Records from a data collection
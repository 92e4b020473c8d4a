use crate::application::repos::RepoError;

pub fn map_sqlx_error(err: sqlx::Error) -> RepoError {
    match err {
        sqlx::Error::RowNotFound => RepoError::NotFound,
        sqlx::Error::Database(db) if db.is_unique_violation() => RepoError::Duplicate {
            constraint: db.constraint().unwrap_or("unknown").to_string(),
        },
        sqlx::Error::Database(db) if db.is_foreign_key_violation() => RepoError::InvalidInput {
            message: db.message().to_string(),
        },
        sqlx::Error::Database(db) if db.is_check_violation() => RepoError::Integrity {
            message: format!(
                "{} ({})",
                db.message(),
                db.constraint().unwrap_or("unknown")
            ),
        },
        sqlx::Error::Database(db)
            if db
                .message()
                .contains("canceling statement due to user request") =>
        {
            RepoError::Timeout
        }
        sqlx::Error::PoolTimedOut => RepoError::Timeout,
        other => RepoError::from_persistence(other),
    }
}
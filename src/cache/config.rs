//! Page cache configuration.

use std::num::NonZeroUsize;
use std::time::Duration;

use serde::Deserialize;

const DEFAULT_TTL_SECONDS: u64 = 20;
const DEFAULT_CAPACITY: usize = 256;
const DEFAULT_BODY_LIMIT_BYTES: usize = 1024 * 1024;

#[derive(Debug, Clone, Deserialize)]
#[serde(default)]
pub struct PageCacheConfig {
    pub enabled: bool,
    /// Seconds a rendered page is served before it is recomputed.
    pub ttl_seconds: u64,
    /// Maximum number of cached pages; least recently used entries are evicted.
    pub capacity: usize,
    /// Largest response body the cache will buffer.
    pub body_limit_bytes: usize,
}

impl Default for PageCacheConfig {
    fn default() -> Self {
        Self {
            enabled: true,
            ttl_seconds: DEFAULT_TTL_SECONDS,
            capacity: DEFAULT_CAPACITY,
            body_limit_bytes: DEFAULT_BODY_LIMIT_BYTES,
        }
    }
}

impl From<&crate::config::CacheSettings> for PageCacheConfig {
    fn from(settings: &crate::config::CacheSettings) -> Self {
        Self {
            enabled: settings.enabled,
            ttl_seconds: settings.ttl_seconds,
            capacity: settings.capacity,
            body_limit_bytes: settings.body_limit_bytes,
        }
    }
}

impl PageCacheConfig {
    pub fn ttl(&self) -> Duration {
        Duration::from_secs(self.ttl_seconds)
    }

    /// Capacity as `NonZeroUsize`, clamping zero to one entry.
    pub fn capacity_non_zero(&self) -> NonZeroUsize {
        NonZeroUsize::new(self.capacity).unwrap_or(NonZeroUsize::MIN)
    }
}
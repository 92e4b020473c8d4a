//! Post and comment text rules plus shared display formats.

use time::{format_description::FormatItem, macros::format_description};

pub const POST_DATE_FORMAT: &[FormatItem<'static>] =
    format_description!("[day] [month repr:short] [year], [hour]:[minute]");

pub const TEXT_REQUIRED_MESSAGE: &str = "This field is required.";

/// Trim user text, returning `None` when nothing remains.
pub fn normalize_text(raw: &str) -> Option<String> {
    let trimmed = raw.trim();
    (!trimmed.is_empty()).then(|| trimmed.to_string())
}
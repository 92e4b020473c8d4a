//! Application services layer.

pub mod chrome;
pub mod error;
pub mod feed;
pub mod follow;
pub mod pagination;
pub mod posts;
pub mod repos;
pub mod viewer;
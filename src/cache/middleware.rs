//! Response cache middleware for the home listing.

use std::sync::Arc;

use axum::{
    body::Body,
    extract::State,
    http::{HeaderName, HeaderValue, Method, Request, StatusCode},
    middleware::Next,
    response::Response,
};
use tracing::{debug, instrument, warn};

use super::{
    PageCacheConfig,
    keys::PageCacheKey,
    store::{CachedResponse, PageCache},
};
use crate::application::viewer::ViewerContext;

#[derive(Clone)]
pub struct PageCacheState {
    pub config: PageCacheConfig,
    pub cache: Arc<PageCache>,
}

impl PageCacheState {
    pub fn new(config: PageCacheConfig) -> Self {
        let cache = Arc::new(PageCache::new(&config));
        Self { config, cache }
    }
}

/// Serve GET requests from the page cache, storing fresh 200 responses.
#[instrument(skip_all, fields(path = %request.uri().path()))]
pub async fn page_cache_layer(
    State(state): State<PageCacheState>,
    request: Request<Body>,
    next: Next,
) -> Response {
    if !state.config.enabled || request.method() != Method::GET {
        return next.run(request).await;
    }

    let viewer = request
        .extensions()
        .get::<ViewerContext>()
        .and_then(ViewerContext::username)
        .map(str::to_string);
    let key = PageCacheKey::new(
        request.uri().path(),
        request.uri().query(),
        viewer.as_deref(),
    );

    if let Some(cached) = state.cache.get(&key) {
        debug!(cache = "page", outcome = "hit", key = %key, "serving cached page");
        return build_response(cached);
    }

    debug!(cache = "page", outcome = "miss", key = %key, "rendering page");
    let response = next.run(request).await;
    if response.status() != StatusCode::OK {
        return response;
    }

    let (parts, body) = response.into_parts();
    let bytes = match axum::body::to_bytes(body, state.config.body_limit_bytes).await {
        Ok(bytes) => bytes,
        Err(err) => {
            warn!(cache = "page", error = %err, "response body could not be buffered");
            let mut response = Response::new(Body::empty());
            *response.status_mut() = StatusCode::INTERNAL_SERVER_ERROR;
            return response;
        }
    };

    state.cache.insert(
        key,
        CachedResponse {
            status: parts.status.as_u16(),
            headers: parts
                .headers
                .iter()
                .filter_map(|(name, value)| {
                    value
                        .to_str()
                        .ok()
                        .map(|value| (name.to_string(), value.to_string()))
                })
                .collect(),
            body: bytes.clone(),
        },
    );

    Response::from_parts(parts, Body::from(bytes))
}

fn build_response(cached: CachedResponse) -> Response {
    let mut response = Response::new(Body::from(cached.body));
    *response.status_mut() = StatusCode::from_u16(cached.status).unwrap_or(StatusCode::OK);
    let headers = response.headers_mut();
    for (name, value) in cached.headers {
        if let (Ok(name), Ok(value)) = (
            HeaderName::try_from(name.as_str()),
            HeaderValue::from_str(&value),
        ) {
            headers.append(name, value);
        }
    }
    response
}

**What to produce**.
Give the records again, complete and exact.

**Exercise answer**.
repository 92e4b020473c8d4a
use crate::application::repos::RepoError;

pub fn map_sqlx_error(err: sqlx::Error) -> RepoError {
    match err {
        sqlx::Error::RowNotFound => RepoError::NotFound,
        sqlx::Error::Database(db) if db.is_unique_violation() => RepoError::Duplicate {
            constraint: db.constraint().unwrap_or("unknown").to_string(),
        },
        sqlx::Error::Database(db) if db.is_foreign_key_violation() => RepoError::InvalidInput {
            message: db.message().to_string(),
        },
        sqlx::Error::Database(db) if db.is_check_violation() => RepoError::Integrity {
            message: format!(
                "{} ({})",
                db.message(),
                db.constraint().unwrap_or("unknown")
            ),
        },
        sqlx::Error::Database(db)
            if db
                .message()
                .contains("canceling statement due to user request") =>
        {
            RepoError::Timeout
        }
        sqlx::Error::PoolTimedOut => RepoError::Timeout,
        other => RepoError::from_persistence(other),
    }
}
filename src/cache/config.rs
//! Page cache configuration.

use std::num::NonZeroUsize;
use std::time::Duration;

use serde::Deserialize;

const DEFAULT_TTL_SECONDS: u64 = 20;
const DEFAULT_CAPACITY: usize = 256;
const DEFAULT_BODY_LIMIT_BYTES: usize = 1024 * 1024;

#[derive(Debug, Clone, Deserialize)]
#[serde(default)]
pub struct PageCacheConfig {
    pub enabled: bool,
    /// Seconds a rendered page is served before it is recomputed.
    pub ttl_seconds: u64,
    /// Maximum number of cached pages; least recently used entries are evicted.
    pub capacity: usize,
    /// Largest response body the cache will buffer.
    pub body_limit_bytes: usize,
}

impl Default for PageCacheConfig {
    fn default() -> Self {
        Self {
            enabled: true,
            ttl_seconds: DEFAULT_TTL_SECONDS,
            capacity: DEFAULT_CAPACITY,
            body_limit_bytes: DEFAULT_BODY_LIMIT_BYTES,
        }
    }
}

impl From<&crate::config::CacheSettings> for PageCacheConfig {
    fn from(settings: &crate::config::CacheSettings) -> Self {
        Self {
            enabled: settings.enabled,
            ttl_seconds: settings.ttl_seconds,
            capacity: settings.capacity,
            body_limit_bytes: settings.body_limit_bytes,
        }
    }
}

impl PageCacheConfig {
    pub fn ttl(&self) -> Duration {
        Duration::from_secs(self.ttl_seconds)
    }

    /// Capacity as `NonZeroUsize`, clamping zero to one entry.
    pub fn capacity_non_zero(&self) -> NonZeroUsize {
        NonZeroUsize::new(self.capacity).unwrap_or(NonZeroUsize::MIN)
    }
}
repository 92e4b020473c8d4a
//! Post and comment text rules plus shared display formats.

use time::{format_description::FormatItem, macros::format_description};

pub const POST_DATE_FORMAT: &[FormatItem<'static>] =
    format_description!("[day] [month repr:short] [year], [hour]:[minute]");

pub const TEXT_REQUIRED_MESSAGE: &str = "This field is required.";

/// Trim user text, returning `None` when nothing remains.
pub fn normalize_text(raw: &str) -> Option<String> {
    let trimmed = raw.trim();
    (!trimmed.is_empty()).then(|| trimmed.to_string())
}
repository 92e4b020473c8d4a
//! Application services layer.

pub mod chrome;
pub mod error;
pub mod feed;
pub mod follow;
pub mod pagination;
pub mod posts;
pub mod repos;
pub mod viewer;
filename src/cache/middleware.rs
//! Response cache middleware for the home listing.

use std::sync::Arc;

use axum::{
    body::Body,
    extract::State,
    http::{HeaderName, HeaderValue, Method, Request, StatusCode},
    middleware::Next,
    response::Response,
};
use tracing::{debug, instrument, warn};

use super::{
    PageCacheConfig,
    keys::PageCacheKey,
    store::{CachedResponse, PageCache},
};
use crate::application::viewer::ViewerContext;

#[derive(Clone)]
pub struct PageCacheState {
    pub config: PageCacheConfig,
    pub cache: Arc<PageCache>,
}

impl PageCacheState {
    pub fn new(config: PageCacheConfig) -> Self {
        let cache = Arc::new(PageCache::new(&config));
        Self { config, cache }
    }
}

/// Serve GET requests from the page cache, storing fresh 200 responses.
#[instrument(skip_all, fields(path = %request.uri().path()))]
pub async fn page_cache_layer(
    State(state): State<PageCacheState>,
    request: Request<Body>,
    next: Next,
) -> Response {
    if !state.config.enabled || request.method() != Method::GET {
        return next.run(request).await;
    }

    let viewer = request
        .extensions()
        .get::<ViewerContext>()
        .and_then(ViewerContext::username)
        .map(str::to_string);
    let key = PageCacheKey::new(
        request.uri().path(),
        request.uri().query(),
        viewer.as_deref(),
    );

    if let Some(cached) = state.cache.get(&key) {
        debug!(cache = "page", outcome = "hit", key = %key, "serving cached page");
        return build_response(cached);
    }

    debug!(cache = "page", outcome = "miss", key = %key, "rendering page");
    let response = next.run(request).await;
    if response.status() != StatusCode::OK {
        return response;
    }

    let (parts, body) = response.into_parts();
    let bytes = match axum::body::to_bytes(body, state.config.body_limit_bytes).await {
        Ok(bytes) => bytes,
        Err(err) => {
            warn!(cache = "page", error = %err, "response body could not be buffered");
            let mut response = Response::new(Body::empty());
            *response.status_mut() = StatusCode::INTERNAL_SERVER_ERROR;
            return response;
        }
    };

    state.cache.insert(
        key,
        CachedResponse {
            status: parts.status.as_u16(),
            headers: parts
                .headers
                .iter()
                .filter_map(|(name, value)| {
                    value
                        .to_str()
                        .ok()
                        .map(|value| (name.to_string(), value.to_string()))
                })
                .collect(),
            body: bytes.clone(),
        },
    );

    Response::from_parts(parts, Body::from(bytes))
}

fn build_response(cached: CachedResponse) -> Response {
    let mut response = Response::new(Body::from(cached.body));
    *response.status_mut() = StatusCode::from_u16(cached.status).unwrap_or(StatusCode::OK);
    let headers = response.headers_mut();
    for (name, value) in cached.headers {
        if let (Ok(name), Ok(value)) = (
            HeaderName::try_from(name.as_str()),
            HeaderValue::from_str(&value),
        ) {
            headers.append(name, value);
        }
    }
    response
}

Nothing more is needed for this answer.